(Collection entries)
_ _ _ _
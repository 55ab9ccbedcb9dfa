pub mod gemini;

use pdfquiz_core::config::LlmConfig;

use crate::provider::{LlmError, LlmProvider};

/// Create the LLM provider named in config.
pub fn create_provider(llm_config: &LlmConfig) -> Result<Box<dyn LlmProvider>, LlmError> {
    match llm_config.provider.as_str() {
        "gemini" | "google" => {
            let api_key = llm_config
                .gemini_api_key
                .as_ref()
                .ok_or_else(|| LlmError::NotConfigured("GEMINI_API_KEY not set".into()))?;
            Ok(Box::new(gemini::GeminiProvider::new(
                api_key.clone(),
                llm_config.gemini_model.clone(),
                llm_config.gemini_base_url.clone(),
            )))
        }
        other => Err(LlmError::NotConfigured(format!(
            "unknown LLM provider: '{}'",
            other
        ))),
    }
}

#[cfg(test)]
mod tests {
    use super::*;

    #[test]
    fn test_missing_key_is_not_configured() {
        let err = create_provider(&LlmConfig::default()).err().unwrap();
        assert!(matches!(err, LlmError::NotConfigured(ref m) if m.contains("GEMINI_API_KEY")));
    }

    #[test]
    fn test_unknown_provider() {
        let cfg = LlmConfig {
            provider: "claude".into(),
            ..LlmConfig::default()
        };
        let err = create_provider(&cfg).err().unwrap();
        assert!(err.to_string().contains("claude"));
    }

    #[test]
    fn test_gemini_with_key() {
        let cfg = LlmConfig {
            gemini_api_key: Some("test-key".into()),
            ..LlmConfig::default()
        };
        let provider = create_provider(&cfg).unwrap();
        assert_eq!(provider.model(), pdfquiz_core::config::DEFAULT_GEMINI_MODEL);
    }
}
_ _ _ _
## Task requirements
Using the entries, return every line where the word "other" can be found.

## Reply
        other => Err(LlmError::NotConfigured(format!(
            other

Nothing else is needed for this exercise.